For Sama-2019
Director-Waad al-Kataeb, Edward Watts
Starring-Waad al-Kataeb, Hanza al-Kataeb
Scott’s Review #1,044
Reviewed July 25, 2020
Grade: B+
The wonderful thing about documentaries is that a viewer can absorb and learn something they have not been exposed to and know little or nothing about.
Aware via news outlets of unrest in Syria, For Sama (2019) personalizes and humanizes the battles as the film chronicles the life of a young Syrian woman and her husband, both rebels and he a doctor, with a young daughter born and raised amid the war-ravaged city of Aleppo from 2011-2016.
For Sama is horrifically brutal and unkind at times, but to soften the experience would be to do an injustice to those on the front lines living with war every day.
The viewer should see firsthand the inhumanity and terror imposed on innocent civilians before they are cavalier to what the effects of war are.
The film bravely shows both human suffering and death including dead children.

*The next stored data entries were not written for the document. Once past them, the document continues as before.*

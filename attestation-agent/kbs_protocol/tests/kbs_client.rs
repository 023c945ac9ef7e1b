// Copyright (c) 2024 Alibaba Cloud
//
// SPDX-License-Identifier: Apache-2.0
//

use std::{sync::atomic::Ordering, time::Duration};

use kbs_protocol::{
    evidence_provider::MockedEvidenceProvider, Error, KbsClient, KbsClientBuilder, ProtocolMode,
    RetryPolicy,
};
use resource_uri::ResourceUri;
use rstest::rstest;
use test_utils::{MockKbs, MockKbsConfig, ResourceReply};

const KEY: &[u8] = b"0123456789abcdef0123456789abcdef";

fn fast_retry() -> RetryPolicy {
    RetryPolicy {
        initial_backoff: Duration::from_millis(5),
        max_backoff: Duration::from_millis(20),
        ..Default::default()
    }
}

fn client(kbs: &MockKbs, provider: MockedEvidenceProvider) -> KbsClientBuilder {
    KbsClientBuilder::with_evidence_provider(Box::new(provider), &kbs.url())
        .set_retry_policy(fast_retry())
}

fn key_uri() -> ResourceUri {
    ResourceUri::from_resource_path("default/key/encryption-key").unwrap()
}

async fn fetch(client: &KbsClient) -> kbs_protocol::Result<Vec<u8>> {
    client
        .fetch_resource(&key_uri())
        .await
        .map(|r| r.as_bytes().to_vec())
}

#[rstest]
#[case::modes_absent(None)]
#[case::background_check_only(Some(vec!["background-check"]))]
#[tokio::test]
async fn background_check_releases_key(#[case] modes: Option<Vec<&str>>) {
    let mut config = MockKbsConfig::with_payload(KEY);
    if let Some(modes) = modes {
        config = config.modes(&modes);
    }
    let kbs = MockKbs::start(config);
    let client = client(&kbs, MockedEvidenceProvider::default()).build().unwrap();

    assert_eq!(fetch(&client).await.unwrap(), KEY);

    let stats = kbs.stats();
    assert_eq!((stats.auth, stats.attest, stats.resource), (1, 1, 1));
    assert_eq!(kbs.resource_paths(), vec!["default/key/encryption-key"]);
}

#[tokio::test]
async fn passport_token_is_redeemed_at_the_kbs() {
    let kbs = MockKbs::start(MockKbsConfig {
        issue_token: true,
        ..MockKbsConfig::with_payload(KEY).modes(&["passport"])
    });
    let client = client(&kbs, MockedEvidenceProvider::default()).build().unwrap();

    assert_eq!(fetch(&client).await.unwrap(), KEY);
    assert_eq!(kbs.stats().attest, 1);
}

#[tokio::test]
async fn unknown_advertised_modes_are_skipped() {
    let kbs = MockKbs::start(MockKbsConfig {
        issue_token: true,
        ..MockKbsConfig::with_payload(KEY).modes(&["future-mode", "passport"])
    });
    let client = client(&kbs, MockedEvidenceProvider::default())
        .set_protocol_mode(ProtocolMode::Passport)
        .build()
        .unwrap();

    assert_eq!(fetch(&client).await.unwrap(), KEY);
    assert_eq!(kbs.stats().attest, 1);
}

#[tokio::test]
async fn passport_token_from_separate_issuer() {
    let issuer = MockKbs::start(MockKbsConfig {
        issue_token: true,
        ..Default::default()
    });
    let kbs = MockKbs::start(MockKbsConfig::with_payload(KEY).modes(&["passport"]));
    let client = client(&kbs, MockedEvidenceProvider::default())
        .set_protocol_mode(ProtocolMode::Passport)
        .set_token_issuer_url(&issuer.url())
        .build()
        .unwrap();

    assert_eq!(fetch(&client).await.unwrap(), KEY);

    // evidence went to the issuer only
    assert_eq!(kbs.stats().attest, 0);
    assert_eq!(issuer.stats().attest, 1);
    assert_eq!(kbs.stats().resource, 1);
}

#[tokio::test]
async fn unadvertised_mode_fails_before_evidence() {
    let kbs = MockKbs::start(MockKbsConfig::with_payload(KEY).modes(&["background-check"]));
    let provider = MockedEvidenceProvider::default();
    let evidence_calls = provider.calls();
    let client = client(&kbs, provider)
        .set_protocol_mode(ProtocolMode::Passport)
        .build()
        .unwrap();

    let err = fetch(&client).await.unwrap_err();
    match err {
        Error::ProtocolModeMismatch {
            requested,
            advertised,
        } => {
            assert_eq!(requested, ProtocolMode::Passport);
            assert_eq!(advertised, vec![ProtocolMode::BackgroundCheck]);
        }
        other => panic!("unexpected error {other}"),
    }

    assert_eq!(evidence_calls.load(Ordering::SeqCst), 0);
    let stats = kbs.stats();
    assert_eq!((stats.attest, stats.resource), (0, 0));
}

#[tokio::test]
async fn issuer_without_token_is_a_mode_mismatch() {
    let kbs = MockKbs::start(MockKbsConfig::with_payload(KEY).modes(&["passport"]));
    let client = client(&kbs, MockedEvidenceProvider::default()).build().unwrap();

    let err = fetch(&client).await.unwrap_err();
    assert!(
        matches!(err, Error::ProtocolModeMismatch { requested: ProtocolMode::Passport, .. }),
        "{err}"
    );
    assert_eq!(kbs.stats().resource, 0);
}

#[tokio::test]
async fn expired_token_is_not_presented() {
    let kbs = MockKbs::start(MockKbsConfig {
        issue_token: true,
        expired_tokens: true,
        ..MockKbsConfig::with_payload(KEY).modes(&["passport"])
    });
    let client = client(&kbs, MockedEvidenceProvider::default()).build().unwrap();

    assert!(matches!(
        fetch(&client).await.unwrap_err(),
        Error::InvalidToken(_)
    ));
    assert_eq!(kbs.stats().resource, 0);
}

#[rstest]
#[case::empty_body(ResourceReply::EmptyBody)]
#[case::empty_payload(ResourceReply::EmptyPayload)]
#[tokio::test]
async fn empty_resource_is_an_error(#[case] reply: ResourceReply) {
    let kbs = MockKbs::start(MockKbsConfig {
        resource: reply,
        ..Default::default()
    });
    let client = client(&kbs, MockedEvidenceProvider::default()).build().unwrap();

    assert!(matches!(
        fetch(&client).await.unwrap_err(),
        Error::EmptyResource(_)
    ));
}

#[tokio::test]
async fn transient_failures_are_retried_with_fresh_evidence() {
    let kbs = MockKbs::start(MockKbsConfig {
        transient_failures: 2,
        ..MockKbsConfig::with_payload(KEY)
    });
    let client = client(&kbs, MockedEvidenceProvider::default()).build().unwrap();

    assert_eq!(fetch(&client).await.unwrap(), KEY);
    assert_eq!(kbs.stats().auth, 3);
}

#[tokio::test]
async fn retry_budget_is_bounded() {
    let kbs = MockKbs::start(MockKbsConfig {
        transient_failures: 10,
        ..MockKbsConfig::with_payload(KEY)
    });
    let client = client(&kbs, MockedEvidenceProvider::default()).build().unwrap();

    assert!(matches!(
        fetch(&client).await.unwrap_err(),
        Error::NetworkTransient(_)
    ));
    assert_eq!(kbs.stats().auth, 3);
}

#[tokio::test]
async fn each_attempt_binds_a_new_nonce() {
    let kbs = MockKbs::start(MockKbsConfig {
        resource: ResourceReply::Status(503),
        ..Default::default()
    });
    let provider = MockedEvidenceProvider::default();
    let evidence_calls = provider.calls();
    let client = client(&kbs, provider).build().unwrap();

    assert!(fetch(&client).await.unwrap_err().is_transient());

    let nonces = kbs.nonces_attested();
    assert_eq!(nonces.len(), 3);
    assert_ne!(nonces[0], nonces[1]);
    assert_ne!(nonces[1], nonces[2]);
    assert_eq!(evidence_calls.load(Ordering::SeqCst), 3);
}

#[tokio::test]
async fn rejection_is_terminal() {
    let kbs = MockKbs::start(MockKbsConfig {
        reject_attestation: true,
        ..MockKbsConfig::with_payload(KEY)
    });
    let client = client(&kbs, MockedEvidenceProvider::default()).build().unwrap();

    let err = fetch(&client).await.unwrap_err();
    match &err {
        Error::AttestationRejected { info, .. } => {
            assert!(info.contains("evidence does not satisfy the policy"), "{info}")
        }
        other => panic!("unexpected error {other}"),
    }
    assert_eq!(kbs.stats().attest, 1);
    assert_eq!(kbs.stats().resource, 0);
}

#[rstest]
#[case::not_found(ResourceReply::NotFound)]
#[case::server_error(ResourceReply::Status(500))]
#[tokio::test]
async fn resource_failures_are_not_retried(#[case] reply: ResourceReply) {
    let kbs = MockKbs::start(MockKbsConfig {
        resource: reply.clone(),
        ..Default::default()
    });
    let client = client(&kbs, MockedEvidenceProvider::default()).build().unwrap();

    let err = fetch(&client).await.unwrap_err();
    match reply {
        ResourceReply::NotFound => assert!(matches!(err, Error::ResourceNotFound(_))),
        _ => assert!(matches!(err, Error::KbsInternalError(_))),
    }
    assert_eq!(kbs.stats().resource, 1);
}

#[tokio::test]
async fn unreachable_kbs_is_transient() {
    // bind and drop to get a port nobody listens on
    let url = {
        let kbs = MockKbs::start(MockKbsConfig::default());
        kbs.url()
    };
    tokio::time::sleep(Duration::from_millis(50)).await;

    let client = KbsClientBuilder::with_evidence_provider(
        Box::<MockedEvidenceProvider>::default(),
        &url,
    )
    .set_retry_policy(fast_retry())
    .build()
    .unwrap();

    assert!(fetch(&client).await.unwrap_err().is_transient());
}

Waad al-Kataeb wrote, produced, co-directed, and stars in this brutal yet hopeful production.
She also narrates it.
Waad al-Kataeb focuses on five years living in Aleppo, Syria before and during the infamous Battle of Aleppo, a major military confrontation between the Syrian government and its opposition.

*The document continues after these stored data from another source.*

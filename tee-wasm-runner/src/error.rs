// Copyright (c) 2024 Alibaba Cloud
//
// SPDX-License-Identifier: Apache-2.0
//

use std::{io, path::PathBuf, time::Duration};

use thiserror::Error;

pub type Result<T> = std::result::Result<T, Error>;

/// Rejections of the key material released by the KBS. Always fatal.
#[derive(Error, Debug, PartialEq, Eq)]
pub enum KeyFormatError {
    #[error("the KBS released an empty key")]
    Empty,

    #[error("the KBS released a key of {actual} bytes, at least {minimum} bytes are required")]
    TooShort { actual: usize, minimum: usize },
}

#[derive(Error, Debug)]
pub enum ManifestError {
    /// Recovered by substituting a default configuration.
    #[error("image config is not a valid OCI image configuration: {0}")]
    ConfigParseFailed(String),

    #[error("invalid image reference {reference}: {message}")]
    InvalidReference { reference: String, message: String },

    #[error("failed to pull image manifest of {reference}: {message}")]
    RegistryUnavailable { reference: String, message: String },

    #[error("image {0} has no layers")]
    NoLayers(String),
}

#[derive(Error, Debug)]
pub enum FetchError {
    #[error("layer {digest} is encrypted but no decryption key was provided")]
    MissingKey { digest: String },

    #[error("failed to decrypt layer {digest}, please ensure that the KBS released the right key: {reason}")]
    DecryptionFailed { digest: String, reason: String },

    #[error("failed to pull blob {digest}: {message}")]
    PullBlobFailed { digest: String, message: String },

    #[error("digest mismatch of {what}: expected {expected}, got {actual}")]
    DigestMismatch {
        what: String,
        expected: String,
        actual: String,
    },

    #[error("unsupported digest format: {0}")]
    UnsupportedDigestFormat(String),

    #[error("unsupported layer media type: {0}")]
    UnsupportedMediaType(String),

    #[error("failed to unpack layer {digest}: {source}")]
    UnpackFailed {
        digest: String,
        #[source]
        source: io::Error,
    },

    #[error("no WASM module found in the image layers")]
    NoWasmModule,

    #[error("{context}: {source}")]
    Io {
        context: String,
        #[source]
        source: io::Error,
    },
}

impl FetchError {
    pub(crate) fn io(context: impl Into<String>) -> impl FnOnce(io::Error) -> Self {
        let context = context.into();
        move |source| FetchError::Io { context, source }
    }
}

/// Top-level error of one attested run.
#[derive(Error, Debug)]
pub enum Error {
    #[error("evidence collection failed: {0}")]
    Evidence(#[from] attester::EvidenceError),

    #[error("key retrieval failed: {0}")]
    KeyClient(#[from] kbs_protocol::Error),

    #[error("key rejected: {0}")]
    KeyFormat(#[from] KeyFormatError),

    #[error(transparent)]
    Manifest(#[from] ManifestError),

    #[error(transparent)]
    Fetch(#[from] FetchError),

    #[error("image {reference} is encrypted but no KBS endpoint is configured, set `--kbs-uri`, `kbs.url` or an attestation-agent config")]
    MissingKbsEndpoint { reference: String },

    #[error("invalid KBS resource path {path}: {message}")]
    InvalidResourcePath { path: String, message: String },

    #[error("a hardware TEE is required but only the {0} platform is available")]
    HardwareTeeRequired(attester::Platform),

    #[error("invalid configuration: {0}")]
    Config(String),

    #[error("failed to prepare work directory {path}: {source}")]
    WorkDir {
        path: PathBuf,
        #[source]
        source: io::Error,
    },

    #[error("failed to start WASM runtime {runtime}: {source}")]
    EngineSpawn {
        runtime: String,
        #[source]
        source: io::Error,
    },

    #[error("WASM module exited with {status}: {stderr}")]
    ExecutionFailed { status: String, stderr: String },

    #[error("pipeline did not finish within {0:?}")]
    DeadlineExceeded(Duration),
}
// Copyright (c) 2022 Alibaba Cloud
//
// SPDX-License-Identifier: Apache-2.0
//

//! This mod implements aes-256-gcm encryption & decryption.
use crate::AeadCipher;
use aes_gcm::{aead::Aead, AeadInPlace, Aes256Gcm, Key, KeyInit, Nonce, Tag};
use anyhow::*;

pub const NONCE_LENGTH: usize = 12;

const TAG_LENGTH: usize = 16;

fn cipher(key: &[u8]) -> Aes256Gcm {
    Aes256Gcm::new(Key::<Aes256Gcm>::from_slice(key))
}

pub fn encrypt_with_aad_detached_tag(
    key: &[u8],
    data: &[u8],
    iv: &[u8],
    aad: &[u8],
) -> Result<AeadCipher> {
    let mut ciphertext = data.to_vec();
    let tag = cipher(key)
        .encrypt_in_place_detached(Nonce::from_slice(iv), aad, &mut ciphertext)
        .map_err(|e| anyhow!("aes-256-gcm encrypt failed: {:?}", e))?
        .to_vec();
    Ok(AeadCipher { tag, ciphertext })
}

pub fn decrypt_with_aad_detached_tag(
    key: &[u8],
    encrypted_data: &[u8],
    iv: &[u8],
    aad: &[u8],
    tag: &[u8],
) -> Result<Vec<u8>> {
    if tag.len() != TAG_LENGTH {
        bail!("aes-256-gcm tag must be {TAG_LENGTH} bytes, got {}", tag.len());
    }

    let mut plaintext = encrypted_data.to_vec();
    cipher(key)
        .decrypt_in_place_detached(
            Nonce::from_slice(iv),
            aad,
            &mut plaintext,
            Tag::from_slice(tag),
        )
        .map_err(|e| anyhow!("aes-256-gcm decrypt failed: {:?}", e))?;

    Ok(plaintext)
}

pub fn decrypt(key: &[u8], encrypted_data: &[u8], iv: &[u8]) -> Result<Vec<u8>> {
    cipher(key)
        .decrypt(Nonce::from_slice(iv), encrypted_data)
        .map_err(|e| anyhow!("aes-256-gcm decrypt failed: {:?}", e))
}

pub fn encrypt(key: &[u8], data: &[u8], iv: &[u8]) -> Result<Vec<u8>> {
    cipher(key)
        .encrypt(Nonce::from_slice(iv), data)
        .map_err(|e| anyhow!("aes-256-gcm encrypt failed: {:?}", e))
}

She is a marketing student when the documentary begins and highly intelligent. Waad al-Kataeb meets and falls in love with Hamza, a skilled doctor whose wife has already fled for safety leaving him behind.
Waad gives birth to her first daughter Sama and navigates motherhood all while the conflict begins to engulf the city.
Waad and Hamza work at one of the few remaining hospitals in the city, facing daily agonizing decisions whether to flee to safety or stay behind to help the innocent victims of war. Despite having Sama and later becoming pregnant again, they cannot bring themselves to leave as it would be abandoning those who rely on them. The documentary features their friends who also stay on, refusing to leave the city they still love.
The group tries for brief moments of pleasure, sitting around and chatting, all while the constant threat of bombings is a daily occurrence.
Intriguing is that For Sama is told from the perspective of the female. This is unusual in the war genre, whether it be a film or a documentary feature as more common is for it to be male-driven.
When she provides narration, Waad gives off a warmth and a kindness that is tough not to fall in love with. She cares for Sama, never knowing if today will be their last day alive.
In one frightening moment, Waad quickly gives Sama to another person to hide when the bombs start hitting the hospital, determined that Sama’s life might be spared if she is thought to be an orphan, rather than the spawn of hated rebels.
Props must be given for getting this project off the ground and released, rewarded with wide acclaim and recognition. In a country as volatile as Syria, how inspiring to have someone like Edward Watts, an English filmmaker, able to follow through with For Sama. Amazing is how some footage especially during the bombings was spared.
Waad explains how determined she was to film as much as she possibly could, even during very personal moments. In the most heartbreaking scene, a pregnant woman is injured during a bombing and her lifeless baby is born.
After minutes of real-time uncertainty, the baby finally coughs and gags and is alive. Watts and Waad go to horrific depths to show how close the baby comes to dying and the scene is fraught with sadness and finally relief. I have never seen moments as chilling as these in any documentary.
Other scenes feature young boys whose playmates or siblings have just been killed by bombs and their emotional exhaustion and grief. Thankfully, the documentary tries to add as many moments of human connection through what laughs and good times can be mustered when fear is the main ingredient of daily life.
For an experience baring the ugliness of war, the constant fear, and peril, and a humanistic story of raising one’s child during frightening times, For Sama (2019) also shows the love and dedication to one’s flesh and blood and the beauty of spirit and perseverance during tragic times.
It is heartbreaking, humanistic, and inspiring.